In Europe, Lasius emarginatus is one of the most widespread ant species. In the United States, however, the ants, which are a few millimetres long and brown or reddish-brown in colour, were not considered native – until they were detected for the first time in 2011, in the Big Apple, of all places.
A team of scientists led by Rob Dunn from North Carolina State University discovered the first specimens, which the media quickly nicknamed the "ManhattANT".
Since then, numerous researchers, including those from Georgia, have been trying to answer the question: Why does Lasius emarginatus seem to feel so at home in Manhattan, while bucking usual patterns of ant behaviour?
"Most ants that live in cities tend to eat human foods, but it looks like this one doesn't, which is really unique. And if it's not eating human food, what's it eating?" says Kennett, whose wider goal is to discover just what makes these ants so successful.
She has previously researched other ants and also snakes.
"I've always kind of liked working with animals that a lot of people don't really like.
"What fascinates her about ants, she says, is that although they are found all over the world, researchers still don't know everything about them by a long shot. And she loves that ant colonies are mainly made up of females: "A bunch of women running the world is nice."
Lasius emarginatus, however, seem to be very special ants.

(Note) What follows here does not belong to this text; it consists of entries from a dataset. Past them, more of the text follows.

#![deny(clippy::pedantic, unsafe_code)]
#![allow(clippy::module_name_repetitions)]

//! Core type definitions for papermc
//!
//! This crate provides the data model shared by the metadata client, the
//! release resolver and the CLI: projects and version groups, builds and
//! their artifacts, and the ordering rules for version identifiers.

pub mod build;
pub mod download;
pub mod project;
pub mod query;
pub mod version;

// Re-export commonly used types
pub use build::{
    Artifact, ArtifactList, Build, Channel, Checksums, Commit, ParseChannelError,
    DEFAULT_ARTIFACT_KEY,
};
pub use download::DownloadResult;
pub use project::{
    Project, ProjectDetail, ProjectList, SupportInfo, VersionDetail, VersionGroups, VersionInfo,
};
pub use query::QueryOptions;
pub use version::{compare_versions, is_prerelease, ReleaseVersion};
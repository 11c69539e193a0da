#![deny(clippy::pedantic, unsafe_code)]
#![allow(clippy::module_name_repetitions)]

//! Event system for async communication in papermc
//!
//! Library crates never print or log directly. They emit [`AppEvent`]s on an
//! unbounded channel and the CLI decides how to render them.

pub mod meta;
pub use meta::{EventLevel, EventSource};

pub mod events;
pub use events::{
    AppEvent, DownloadEvent, FailureContext, GeneralEvent, ResolverEvent,
};

use std::path::Path;
use tokio::sync::mpsc::UnboundedSender;

/// Type alias for event sender
pub type EventSender = UnboundedSender<AppEvent>;

/// Type alias for event receiver
pub type EventReceiver = tokio::sync::mpsc::UnboundedReceiver<AppEvent>;

/// Create a new event channel
#[must_use]
pub fn channel() -> (EventSender, EventReceiver) {
    tokio::sync::mpsc::unbounded_channel()
}

/// The unified trait for emitting events throughout papermc
///
/// Implemented for the raw `EventSender` and for anything that may hold one.
pub trait EventEmitter {
    /// Get the event sender for this emitter
    fn event_sender(&self) -> Option<&EventSender>;

    /// Emit an event through this emitter
    fn emit(&self, event: AppEvent) {
        if let Some(sender) = self.event_sender() {
            // Receiver gone means nobody is listening
            let _ = sender.send(event);
        }
    }

    fn emit_debug(&self, message: impl Into<String>) {
        self.emit(AppEvent::General(GeneralEvent::debug(message)));
    }

    fn emit_warning(&self, message: impl Into<String>) {
        self.emit(AppEvent::General(GeneralEvent::warning(message)));
    }

    fn emit_request(&self, method: &str, url: &str) {
        self.emit(AppEvent::General(GeneralEvent::Request {
            method: method.to_string(),
            url: url.to_string(),
        }));
    }

    fn emit_download_started(&self, url: &str, destination: &Path, total_size: Option<u64>) {
        self.emit(AppEvent::Download(DownloadEvent::Started {
            url: url.to_string(),
            destination: destination.to_path_buf(),
            total_size,
        }));
    }

    fn emit_download_progress(&self, url: &str, bytes_downloaded: u64, total_bytes: Option<u64>) {
        self.emit(AppEvent::Download(DownloadEvent::Progress {
            url: url.to_string(),
            bytes_downloaded,
            total_bytes,
        }));
    }

    fn emit_download_completed(
        &self,
        url: &str,
        destination: &Path,
        final_size: u64,
        sha256: &str,
        verified: bool,
    ) {
        self.emit(AppEvent::Download(DownloadEvent::Completed {
            url: url.to_string(),
            destination: destination.to_path_buf(),
            final_size,
            sha256: sha256.to_string(),
            verified,
        }));
    }

    fn emit_checksum_mismatch(&self, url: &str, destination: &Path, expected: &str, actual: &str) {
        self.emit(AppEvent::Download(DownloadEvent::ChecksumMismatch {
            url: url.to_string(),
            destination: destination.to_path_buf(),
            expected: expected.to_string(),
            actual: actual.to_string(),
        }));
    }
}

impl EventEmitter for EventSender {
    fn event_sender(&self) -> Option<&EventSender> {
        Some(self)
    }
}

/// Emitting through `None` is a no-op, for callers without a listener
impl EventEmitter for Option<EventSender> {
    fn event_sender(&self) -> Option<&EventSender> {
        self.as_ref()
    }
}
//! Command implementations

use papermc_config::Config;
use papermc_errors::Error;
use papermc_events::{EventEmitter, EventSender};
use papermc_net::{fetch, FillClient, MetadataSource, NetClient, NetConfig};
use papermc_resolver::{
    build_matrix, latest_version, project_versions, resolve_target, GithubMatrix, MatrixEntry,
    ResolvedArtifact,
};
use papermc_types::{Build, DownloadResult, ProjectDetail, QueryOptions};
use std::path::{Path, PathBuf};
use tokio_util::sync::CancellationToken;

use crate::cli::{CiCommands, Commands, ListCommands};
use crate::error::CliError;

/// Everything a command needs, built once per invocation
pub struct AppContext {
    pub config: Config,
    pub source: FillClient,
    pub events: EventSender,
    pub cancel: CancellationToken,
}

impl AppContext {
    /// Wire the metadata client from the merged configuration
    pub fn new(
        config: Config,
        events: EventSender,
        cancel: CancellationToken,
    ) -> Result<Self, CliError> {
        let net = NetClient::new(NetConfig::from(&config.api))?;
        let source = FillClient::new(
            net,
            &config.api.base_url,
            cancel.clone(),
            Some(events.clone()),
        )?;

        Ok(Self {
            config,
            source,
            events,
            cancel,
        })
    }

    fn options(&self) -> QueryOptions {
        self.config.query_options()
    }
}

/// Result of a command, rendered by [`crate::display::OutputRenderer`]
#[derive(Debug)]
pub enum CommandOutput {
    Projects(Vec<ProjectDetail>),
    Versions(Vec<String>),
    Builds(Vec<Build>),
    Url(String),
    Saved(DownloadResult),
    Matrix(Vec<MatrixEntry>),
    GithubMatrix(GithubMatrix),
    Text(String),
}

/// Execute the specified command
pub async fn execute_command(
    command: Commands,
    ctx: AppContext,
) -> Result<CommandOutput, CliError> {
    match command {
        Commands::List(list) => match list {
            ListCommands::Projects => {
                let projects = ctx.source.list_projects().await?;
                Ok(CommandOutput::Projects(ctx.options().apply_limit(projects)))
            }
            ListCommands::Versions { project } => {
                let versions = list_versions(&ctx, &project).await?;
                Ok(CommandOutput::Versions(versions))
            }
            ListCommands::Builds { project, version } => {
                let options = ctx.options();
                let channels: Vec<_> = options.channel.into_iter().collect();
                let builds = ctx.source.builds(&project, &version, &channels).await?;
                Ok(CommandOutput::Builds(options.apply_limit(builds)))
            }
        },

        Commands::Download {
            project,
            version,
            build,
            destination: _,
            force,
            keep_invalid,
        } => {
            let target = resolve(&ctx, &project, version.as_deref(), build).await?;
            let result = download(&ctx, &target, force, keep_invalid).await?;
            Ok(CommandOutput::Saved(result))
        }

        Commands::GetUrl {
            project,
            version,
            build,
        } => {
            let target = resolve(&ctx, &project, version.as_deref(), build).await?;
            Ok(CommandOutput::Url(target.url().to_string()))
        }

        Commands::Ci(ci) => match ci {
            CiCommands::Matrix { project } => {
                let entries =
                    build_matrix(&ctx.source, &project, &ctx.options(), &ctx.events).await?;
                Ok(CommandOutput::Matrix(entries))
            }
            CiCommands::GithubActions { project } => {
                let entries =
                    build_matrix(&ctx.source, &project, &ctx.options(), &ctx.events).await?;
                Ok(CommandOutput::GithubMatrix(entries.into()))
            }
            CiCommands::Latest { project } => {
                let version = latest_version(&ctx.source, &project, &ctx.events).await?;
                Ok(CommandOutput::Text(version))
            }
        },

        Commands::Version => Ok(CommandOutput::Text(version_string())),
    }
}

/// `papermc <version>` as printed by the `version` command
pub fn version_string() -> String {
    format!("papermc {}", env!("CARGO_PKG_VERSION"))
}

/// Ordered versions, newest first, limited to the newest N
async fn list_versions(ctx: &AppContext, project: &str) -> Result<Vec<String>, Error> {
    let versions = project_versions(&ctx.source, project).await?;
    let mut versions = ctx.options().apply_limit(versions);
    versions.reverse();
    Ok(versions)
}

async fn resolve(
    ctx: &AppContext,
    project: &str,
    version: Option<&str>,
    build: Option<u32>,
) -> Result<ResolvedArtifact, Error> {
    resolve_target(
        &ctx.source,
        project,
        version,
        build,
        &ctx.options(),
        &ctx.events,
    )
    .await
}

/// Fetch the resolved artifact into the destination directory
///
/// A checksum mismatch deletes the file unless `keep_invalid` is set, and
/// is always reported as an error.
async fn download(
    ctx: &AppContext,
    target: &ResolvedArtifact,
    force: bool,
    keep_invalid: bool,
) -> Result<DownloadResult, CliError> {
    let dest = destination_path(&ctx.config.destination_dir(), target)?;

    if force {
        remove_existing(&dest).await?;
    }

    match fetch(
        ctx.source.net(),
        &target.artifact,
        &dest,
        &ctx.cancel,
        &ctx.events,
    )
    .await
    {
        Ok(result) => Ok(result),
        Err(err) => {
            let Some(result) = err.download_result().cloned() else {
                return Err(err.into());
            };
            if !keep_invalid {
                if let Err(e) = tokio::fs::remove_file(&result.path).await {
                    ctx.events.emit_warning(format!(
                        "could not delete {}: {e}",
                        result.path.display()
                    ));
                }
            }
            Err(CliError::Integrity {
                result,
                kept: keep_invalid,
            })
        }
    }
}

/// `dir/<artifact file name>`, refusing names that would leave `dir`
fn destination_path(dir: &Path, target: &ResolvedArtifact) -> Result<PathBuf, CliError> {
    let name = target.file_name();
    match Path::new(name).file_name() {
        Some(file_name) if file_name == name => Ok(dir.join(file_name)),
        _ => Err(CliError::InvalidArguments(format!(
            "refusing to save artifact with unsafe file name `{name}`"
        ))),
    }
}

async fn remove_existing(path: &Path) -> Result<(), CliError> {
    match tokio::fs::remove_file(path).await {
        Ok(()) => Ok(()),
        Err(e) if e.kind() == std::io::ErrorKind::NotFound => Ok(()),
        Err(e) => Err(Error::io_with_path(&e, path).into()),
    }
}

Sometime between 2006, when a related study failed to detect them, and 2011, when they suddenly appeared in New York, specimens of the species must have emigrated to the US – possibly accidentally by ship.
"We don't know exactly how they got here, and it's likely we won't be able to answer that fully," says Kennett.
Since then, more and more people in and around New York have reported seeing the ants, with more than 40 responses just on the Project ManhattANT website created by Kennett.
New York, with its many skyscrapers, seems well suited to the ants' way of life, she said.
"They are great climbers," says Kennett, who plans to complete her master's thesis this year. The ants were spotted in apartments on the fifth floor and sometimes even higher.
"As they've become more established in the city, they're just kind of expanding out more."
Lasius emarginatus cannot sting and they are not known to be harmful to humans in any other way, Kennett says. Apparently, they don't even go after people's food waste like other ant species. In Europe, Lasius emarginatus feed mainly on other insects or their excreta, such as the honeydew of aphids.
"And so we think that's probably what they're doing in New York."She can understand New Yorkers don't like to see ants in their homes. But the ManhattANT is completely harmless – and also probably simply impossible to get rid of, she says.
"They're so widespread and it's very hard to completely remove insects once they're here."Originally found in central and southern Europe, the species appears to have embraced the travel opportunities of the modern age.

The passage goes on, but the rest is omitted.